Abstract representations of knowlege, if they exist at all, reside at the end of long chains of situated activity.
However, we also are confident that that some of the mental “residue” that gets left behind when people engage meaningfully in socially situated practices can certainly be assessed reliably and used to make valid interpretations about what individuals know. While we think these proficiencies are primarily social practices, it does not exclude recognizing the secondary “echoes” of participating in these practices. This can be done with performance assessments and other extended activities that provide some of that context and then ask individuals or groups to reason, collaborate, communicate, and learn. If such assessments are created carefully, and individuals have not been directly trained to solve the problems on the assessments, it is possible to obtain reliable scores that are valid predictions of how well individuals can solve, communicate, collaborate, and learn in new social and technological contexts. But this continues to be difficult and the actual use of such measures raises serious validity issues. Because of these issues (as elaborated below), we think this work might best be characterized as “guessing what students know.”

More to the point of the question, we believe that only a tiny fraction of the residue from these practices can be measured using conventional standardized multiple-choice tests that provide little or no context. For reasons of economy and reliability, such tests are likely to remain the mainstay of educational accountabiity for years to come. Of course, when coupled with modern psychometrics, such tests can be extremely reliable, with little score variation across testing time or version. But there are serious limitations in what sorts of interpretations can be validly drawn from the resulting scores. In our opinion, scores on any standardized test of these new skills are only valid evidence of proficiency when they are
a) used to make claims about aggregated proficiencies across groups of individuals;
b) used to make claims about changes over longer times scales, such as comparing the consequences of large scale policy decisions over years; and
c) isolated from the educational environment which they are being used to evaluate.
Hence, we are pretty sure that national and international assessments like NAEP and PISA should start incorporating such proficiencies. But we have serious concerns about using these measures to evaluate individual proficiencies in an high-stakes sorts of ways. If such tests are going to continue to be used on any high stakes decisions, they may well best be left to more conventional literacies, numeracies, and knowledge of conventional content domains, which are less likely to be compromised.

I will say that I am less skeptical about standardized measures of writing. But they are about the only standardized assessments left in wide use that actually requires students to produce something. Such tests will continue to be expensive and standardized scoring (by humans or machines) requires very peculiar writing formats. But I think the scores that result are valid for making inferences about individual proficiency in written communication more broadly, as was implied by the original question. They are actually performance assessments and as such can bring in elements of different contexts. This is particularly true if we can relax some of the needs for reliability (which requires very narrowly defined prompts and typically gets compromized and writers get creative and original). Given that I think my response to the fourth question will elaborate on my belief that written communication is probably the single most important “new proficiency” needed for economic, civic, and intellectual engagement, I think that improved testing of written communication will be the one focus of assessment research that yields the most impact on learning and equity.

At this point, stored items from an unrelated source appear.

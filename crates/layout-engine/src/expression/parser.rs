//! Recursive descent parser for the filter expression grammar.
//!
//! Precedence, loosest first: OR, AND, NOT, comparison / IN / IS NULL,
//! additive (`+ - ||`), multiplicative (`* / %`), unary minus, primary.

use super::lexer::{SpannedToken, Token};
use super::ParseError;

/// Parsed expression tree.
#[derive(Debug, Clone, PartialEq)]
pub enum Expr {
    Literal(Literal),
    ColumnRef(String),
    Variable(String),
    FunctionCall { name: String, args: Vec<Expr> },
    Unary { op: UnaryOp, operand: Box<Expr> },
    Binary { op: BinaryOp, left: Box<Expr>, right: Box<Expr> },
    InList { value: Box<Expr>, list: Vec<Expr>, negated: bool },
    IsNull { value: Box<Expr>, negated: bool },
}

#[derive(Debug, Clone, PartialEq)]
pub enum Literal {
    Number(f64),
    String(String),
    Bool(bool),
    Null,
}

#[derive(Debug, Clone, Copy, PartialEq, Eq)]
pub enum UnaryOp {
    Not,
    Negate,
}

#[derive(Debug, Clone, Copy, PartialEq, Eq)]
pub enum BinaryOp {
    Or,
    And,
    Eq,
    NotEq,
    Lt,
    LtEq,
    Gt,
    GtEq,
    Like,
    ILike,
    Add,
    Sub,
    Concat,
    Mul,
    Div,
    Mod,
}

/// Parse a full token stream into a tree.
///
/// `source_len` anchors end-of-input errors at the right byte offset.
pub fn parse_tokens(tokens: &[SpannedToken], source_len: usize) -> Result<Expr, ParseError> {
    let mut parser = Parser {
        tokens,
        pos: 0,
        source_len,
    };
    let expr = parser.parse_expr()?;
    if let Some(trailing) = parser.peek() {
        return Err(ParseError::new(
            format!("syntax error, unexpected {}", trailing.token.describe()),
            trailing.start,
        ));
    }
    Ok(expr)
}

struct Parser<'a> {
    tokens: &'a [SpannedToken],
    pos: usize,
    source_len: usize,
}

impl<'a> Parser<'a> {
    fn peek(&self) -> Option<&'a SpannedToken> {
        self.tokens.get(self.pos)
    }

    fn advance(&mut self) -> Option<&'a SpannedToken> {
        let token = self.tokens.get(self.pos);
        if token.is_some() {
            self.pos += 1;
        }
        token
    }

    /// Consume the next token when it equals `expected`.
    fn eat(&mut self, expected: &Token) -> bool {
        if self.peek().map(|t| &t.token) == Some(expected) {
            self.pos += 1;
            true
        } else {
            false
        }
    }

    /// Syntax error at the current position.
    fn unexpected(&self, expecting: &str) -> ParseError {
        match self.peek() {
            Some(found) => ParseError::new(
                format!(
                    "syntax error, unexpected {}, expecting {}",
                    found.token.describe(),
                    expecting
                ),
                found.start,
            ),
            None => ParseError::new(
                format!(
                    "syntax error, unexpected end of input, expecting {}",
                    expecting
                ),
                self.source_len,
            ),
        }
    }

    fn parse_expr(&mut self) -> Result<Expr, ParseError> {
        self.parse_or()
    }

    fn parse_or(&mut self) -> Result<Expr, ParseError> {
        let mut left = self.parse_and()?;
        while self.eat(&Token::Or) {
            let right = self.parse_and()?;
            left = Expr::Binary {
                op: BinaryOp::Or,
                left: Box::new(left),
                right: Box::new(right),
            };
        }
        Ok(left)
    }

    fn parse_and(&mut self) -> Result<Expr, ParseError> {
        let mut left = self.parse_not()?;
        while self.eat(&Token::And) {
            let right = self.parse_not()?;
            left = Expr::Binary {
                op: BinaryOp::And,
                left: Box::new(left),
                right: Box::new(right),
            };
        }
        Ok(left)
    }

    fn parse_not(&mut self) -> Result<Expr, ParseError> {
        if self.eat(&Token::Not) {
            let operand = self.parse_not()?;
            return Ok(Expr::Unary {
                op: UnaryOp::Not,
                operand: Box::new(operand),
            });
        }
        self.parse_comparison()
    }

    fn parse_comparison(&mut self) -> Result<Expr, ParseError> {
        let left = self.parse_additive()?;

        if self.eat(&Token::Is) {
            let negated = self.eat(&Token::Not);
            if !self.eat(&Token::Null) {
                return Err(self.unexpected("NULL"));
            }
            return Ok(Expr::IsNull {
                value: Box::new(left),
                negated,
            });
        }

        if self.eat(&Token::Not) {
            if self.eat(&Token::In) {
                return self.parse_in_list(left, true);
            }
            if let Some(op) = self.eat_like() {
                let right = self.parse_additive()?;
                let comparison = Expr::Binary {
                    op,
                    left: Box::new(left),
                    right: Box::new(right),
                };
                return Ok(Expr::Unary {
                    op: UnaryOp::Not,
                    operand: Box::new(comparison),
                });
            }
            return Err(self.unexpected("IN or LIKE"));
        }

        if self.eat(&Token::In) {
            return self.parse_in_list(left, false);
        }

        let op = match self.peek().map(|t| &t.token) {
            Some(Token::Eq) => Some(BinaryOp::Eq),
            Some(Token::NotEq) => Some(BinaryOp::NotEq),
            Some(Token::Lt) => Some(BinaryOp::Lt),
            Some(Token::LtEq) => Some(BinaryOp::LtEq),
            Some(Token::Gt) => Some(BinaryOp::Gt),
            Some(Token::GtEq) => Some(BinaryOp::GtEq),
            Some(Token::Like) => Some(BinaryOp::Like),
            Some(Token::ILike) => Some(BinaryOp::ILike),
            _ => None,
        };
        if let Some(op) = op {
            self.pos += 1;
            let right = self.parse_additive()?;
            return Ok(Expr::Binary {
                op,
                left: Box::new(left),
                right: Box::new(right),
            });
        }

        Ok(left)
    }

    fn eat_like(&mut self) -> Option<BinaryOp> {
        if self.eat(&Token::Like) {
            return Some(BinaryOp::Like);
        }
        if self.eat(&Token::ILike) {
            return Some(BinaryOp::ILike);
        }
        None
    }

    fn parse_in_list(&mut self, value: Expr, negated: bool) -> Result<Expr, ParseError> {
        if !self.eat(&Token::LeftParen) {
            return Err(self.unexpected("'('"));
        }
        let mut list = vec![self.parse_expr()?];
        loop {
            if self.eat(&Token::Comma) {
                list.push(self.parse_expr()?);
                continue;
            }
            if self.eat(&Token::RightParen) {
                break;
            }
            return Err(self.unexpected("',' or ')'"));
        }
        Ok(Expr::InList {
            value: Box::new(value),
            list,
            negated,
        })
    }

    fn parse_additive(&mut self) -> Result<Expr, ParseError> {
        let mut left = self.parse_multiplicative()?;
        loop {
            let op = match self.peek().map(|t| &t.token) {
                Some(Token::Plus) => BinaryOp::Add,
                Some(Token::Minus) => BinaryOp::Sub,
                Some(Token::Concat) => BinaryOp::Concat,
                _ => break,
            };
            self.pos += 1;
            let right = self.parse_multiplicative()?;
            left = Expr::Binary {
                op,
                left: Box::new(left),
                right: Box::new(right),
            };
        }
        Ok(left)
    }

    fn parse_multiplicative(&mut self) -> Result<Expr, ParseError> {
        let mut left = self.parse_unary()?;
        loop {
            let op = match self.peek().map(|t| &t.token) {
                Some(Token::Star) => BinaryOp::Mul,
                Some(Token::Slash) => BinaryOp::Div,
                Some(Token::Percent) => BinaryOp::Mod,
                _ => break,
            };
            self.pos += 1;
            let right = self.parse_unary()?;
            left = Expr::Binary {
                op,
                left: Box::new(left),
                right: Box::new(right),
            };
        }
        Ok(left)
    }

    fn parse_unary(&mut self) -> Result<Expr, ParseError> {
        if self.eat(&Token::Minus) {
            let operand = self.parse_unary()?;
            return Ok(Expr::Unary {
                op: UnaryOp::Negate,
                operand: Box::new(operand),
            });
        }
        self.parse_primary()
    }

    fn parse_primary(&mut self) -> Result<Expr, ParseError> {
        let Some(spanned) = self.advance() else {
            return Err(ParseError::new(
                "syntax error, unexpected end of input, expecting an expression",
                self.source_len,
            ));
        };

        match &spanned.token {
            Token::Number(value) => Ok(Expr::Literal(Literal::Number(*value))),
            Token::String(value) => Ok(Expr::Literal(Literal::String(value.clone()))),
            Token::True => Ok(Expr::Literal(Literal::Bool(true))),
            Token::False => Ok(Expr::Literal(Literal::Bool(false))),
            Token::Null => Ok(Expr::Literal(Literal::Null)),
            Token::Variable(name) => Ok(Expr::Variable(name.clone())),
            Token::QuotedIdentifier(name) => Ok(Expr::ColumnRef(name.clone())),
            Token::Identifier(name) => {
                if self.eat(&Token::LeftParen) {
                    self.parse_function_args(name.clone())
                } else {
                    Ok(Expr::ColumnRef(name.clone()))
                }
            }
            Token::LeftParen => {
                let inner = self.parse_expr()?;
                if !self.eat(&Token::RightParen) {
                    return Err(self.unexpected("')'"));
                }
                Ok(inner)
            }
            _ => Err(ParseError::new(
                format!(
                    "syntax error, unexpected {}, expecting an expression",
                    spanned.token.describe()
                ),
                spanned.start,
            )),
        }
    }

    fn parse_function_args(&mut self, name: String) -> Result<Expr, ParseError> {
        let mut args = Vec::new();
        if self.eat(&Token::RightParen) {
            return Ok(Expr::FunctionCall { name, args });
        }
        args.push(self.parse_expr()?);
        loop {
            if self.eat(&Token::Comma) {
                args.push(self.parse_expr()?);
                continue;
            }
            if self.eat(&Token::RightParen) {
                break;
            }
            return Err(self.unexpected("',' or ')'"));
        }
        Ok(Expr::FunctionCall { name, args })
    }
}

To elaborate on the issue of validity, it is worth reiterating that validity is a property of the way the scores are interpreted. Unlike reliability, validity is never a property of the measure. In other words, validity always references the claims that are being supported by the evidence. As Messick argued in the 90s, the validity of any interpretation of scores also depends on the similarity between prior education and training contexts and the assessment/measurement context. This is where things get messy very quickly. As Kate Anderson and I argued in a chapter in an NSSE Yearbook on Evidence and Decision Making edited by Pam Moss, once we attach serious consequences to assessments or tests for teachers or students, the validity of the resulting scores will get compromised very quickly. This is actually less of a risk with traditional proficiencies and traditional multiple choice tests. This is because these tests can draw from massive pools of items that are aligned to targeted standards. In these cases, the test can be isolated from any preparation empirically, by randomly sampling from a huge pool of items. As we move to newer performance measures of more extended problem solving and collaboration, there necessarily are fewer and fewer items and the items become more and more expensive to develop and validate. If teachers are directly teaching students to solve the problems, then it becomes harder and harder to determine how much of an individual score is real proficiency and how much is familiarity with the assessment format (what Messick called construct-irrelevant variance). The problem is that it is impossible to ever know how much of the proficiency is “real.” Even in closely studied contexts, different observers are sure to differ in the validity—a point made most cogently in Michael Kane’s discussions of validity as interpretive argument.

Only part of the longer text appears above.